あぁ、これだ。これが剣道なんだ、リーチの差がなんだっていうんだ。キッチリした構えと足捌きで、いくらでも対応できるんだと、僕のリーチと体に頼る変態打ちなんて、王道から外れた邪道だということを、これでもかというほどに訴えかけてくる彼の有り様。
まったくもって思い通りにならない、水中に放り込まれたような不自由さ。これはどうしたらいいんだ。
以前の僕だったら、清々しい気分にもなるようなやられ方である。だけど稽古を積んで、ひょっとしたらお母さんとの摩擦も手伝ってか、僕は勝ち負けに飢えていた。 やられっぱなしで、凄かったですじゃ終わらせない。

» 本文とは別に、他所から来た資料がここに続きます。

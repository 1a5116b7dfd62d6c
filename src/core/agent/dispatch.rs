use chrono::{DateTime, Utc};
use serde::Serialize;
use std::collections::VecDeque;
use std::sync::Arc;
use std::time::Instant;
use tokio::sync::{Mutex, mpsc};
use tracing::{error, info, warn};

use super::{AgentRegistry, AgentStatus, Params, TaskResult};
use crate::core::error::GatewayResult;

/// Status transition announced to the outbound notifier.
#[derive(Debug, Clone, PartialEq)]
pub struct StatusEvent {
    pub agent_name: String,
    pub status: AgentStatus,
    pub message: String,
}

#[derive(Debug, Clone, Serialize)]
pub struct ResultSummary {
    pub status: String,
    pub message: String,
    pub error: String,
}

#[derive(Debug, Clone, Serialize)]
pub struct ExecutionHistoryEntry {
    pub agent_name: String,
    pub timestamp: DateTime<Utc>,
    pub execution_time: f64,
    pub success: bool,
    pub result_summary: ResultSummary,
}

/// The agent's own result plus the run metadata the facade adds.
#[derive(Debug, Clone, Serialize)]
pub struct DispatchReport {
    #[serde(flatten)]
    pub outcome: TaskResult,
    pub agent_name: String,
    pub execution_time: f64,
    pub timestamp: DateTime<Utc>,
    pub agent_status: AgentStatus,
}

/// Runs registered agents and keeps a bounded log of every run.
pub struct AgentDispatchFacade {
    registry: Arc<AgentRegistry>,
    history: Mutex<VecDeque<ExecutionHistoryEntry>>,
    max_history: usize,
    events: Option<mpsc::UnboundedSender<StatusEvent>>,
}

impl AgentDispatchFacade {
    pub fn new(registry: Arc<AgentRegistry>, max_history: usize) -> Self {
        Self {
            registry,
            history: Mutex::new(VecDeque::new()),
            max_history,
            events: None,
        }
    }

    /// Publishes every status transition on `events`. Sends never block a dispatch.
    pub fn with_status_events(mut self, events: mpsc::UnboundedSender<StatusEvent>) -> Self {
        self.events = Some(events);
        self
    }

    pub fn registry(&self) -> &Arc<AgentRegistry> {
        &self.registry
    }

    /// Runs `name` with `params`.
    ///
    /// Unknown, disabled or rejected-parameter calls fail before anything is recorded.
    /// Once the agent is running, every outcome (including an `Err` or a panic inside
    /// `execute`) comes back as a report, with exactly one stats update and one history row.
    /// Runs of the same agent are serialized: a second call waits until the first is booked.
    pub async fn dispatch(&self, name: &str, params: Params) -> GatewayResult<DispatchReport> {
        let run_lock = self.registry.run_lock(name).await?;
        let _running = run_lock.lock().await;
        let agent = self.registry.begin_run(name, &params).await?;
        self.announce(name, AgentStatus::Running, "Executing task");

        let start = Instant::now();
        let outcome = match tokio::task::spawn_blocking(move || agent.execute(&params)).await {
            Ok(Ok(result)) => result,
            Ok(Err(e)) => {
                error!("Error executing agent {}: {}", name, e);
                TaskResult::failure(e.to_string())
            }
            Err(e) if e.is_panic() => {
                let message = panic_message(e.into_panic());
                error!("Agent {} panicked: {}", name, message);
                TaskResult::failure(message)
            }
            Err(e) => {
                error!("Agent {} was cancelled: {}", name, e);
                TaskResult::failure("execution cancelled")
            }
        };
        let execution_time = start.elapsed().as_secs_f64();

        let success = outcome.is_success();
        let agent_status = self
            .registry
            .finish_run(name, success, execution_time)
            .await?;
        self.record(name, &outcome, execution_time).await;

        if success {
            info!("Agent {} executed successfully in {:.2}s", name, execution_time);
            self.announce(name, agent_status, "Task completed successfully");
        } else {
            let reason = outcome.error().unwrap_or("Unknown error");
            warn!("Agent {} failed after {:.2}s: {}", name, execution_time, reason);
            self.announce(name, agent_status, &format!("Task failed: {}", reason));
        }

        Ok(DispatchReport {
            outcome,
            agent_name: name.to_string(),
            execution_time,
            timestamp: Utc::now(),
            agent_status,
        })
    }

    /// Most recent `limit` runs, oldest first; `limit == 0` returns everything.
    pub async fn get_execution_history(
        &self,
        agent_name: Option<&str>,
        limit: usize,
    ) -> Vec<ExecutionHistoryEntry> {
        let history = self.history.lock().await;
        let filtered: Vec<&ExecutionHistoryEntry> = history
            .iter()
            .filter(|e| agent_name.is_none_or(|name| e.agent_name == name))
            .collect();
        let skip = if limit > 0 {
            filtered.len().saturating_sub(limit)
        } else {
            0
        };
        filtered.into_iter().skip(skip).cloned().collect()
    }

    async fn record(&self, name: &str, outcome: &TaskResult, execution_time: f64) {
        let text = |key: &str| {
            outcome
                .get(key)
                .and_then(|v| v.as_str())
                .unwrap_or_default()
                .to_string()
        };
        let entry = ExecutionHistoryEntry {
            agent_name: name.to_string(),
            timestamp: Utc::now(),
            execution_time,
            success: outcome.is_success(),
            result_summary: ResultSummary {
                status: match text("status") {
                    s if s.is_empty() => "unknown".to_string(),
                    s => s,
                },
                message: text("message"),
                error: outcome.error().unwrap_or_default().to_string(),
            },
        };

        let mut history = self.history.lock().await;
        history.push_back(entry);
        while history.len() > self.max_history {
            history.pop_front();
        }
    }

    fn announce(&self, name: &str, status: AgentStatus, message: &str) {
        if let Some(events) = &self.events {
            let _ = events.send(StatusEvent {
                agent_name: name.to_string(),
                status,
                message: message.to_string(),
            });
        }
    }
}

fn panic_message(payload: Box<dyn std::any::Any + Send>) -> String {
    if let Some(s) = payload.downcast_ref::<&str>() {
        s.to_string()
    } else if let Some(s) = payload.downcast_ref::<String>() {
        s.clone()
    } else {
        "agent panicked".to_string()
    }
}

僕の無理矢理な攻勢が衰えるにつれて外田くんが攻め入る機会が増えていく。彼の思う通り、実際に手立ては尽きかけていた。
だからこそだろう。
「ンメァラアアア!」
完全な意識外からの一撃。理合いも何もない、ただ、打つはずがないだろうというくらい体勢を崩されたと思ったところからあえて繰り出した一発。後傾姿勢から、一気に左足で無理矢理外田くんの方に跳び出す。
この起死回生を狙ったメンに、外田くんは一切防御の姿勢を取れていない。イケる!
ぶつん
耳に入ったのは審判の有効打突の宣告でも、割れんばかりの場内の歓声でもなかった。それはほかでもない僕自身の中から響いた、声ならぬ悲鳴だ。
パァン!
メンに跳んだ自分自身を止められない。慣性が、惰性が空を切った勢いそのままに前進を地面からの招待にまかせる。蹴り足のブレーキが利かない。力の入れ方が?なんだ、すべてが思い通りにならず、重力に無抵抗になる。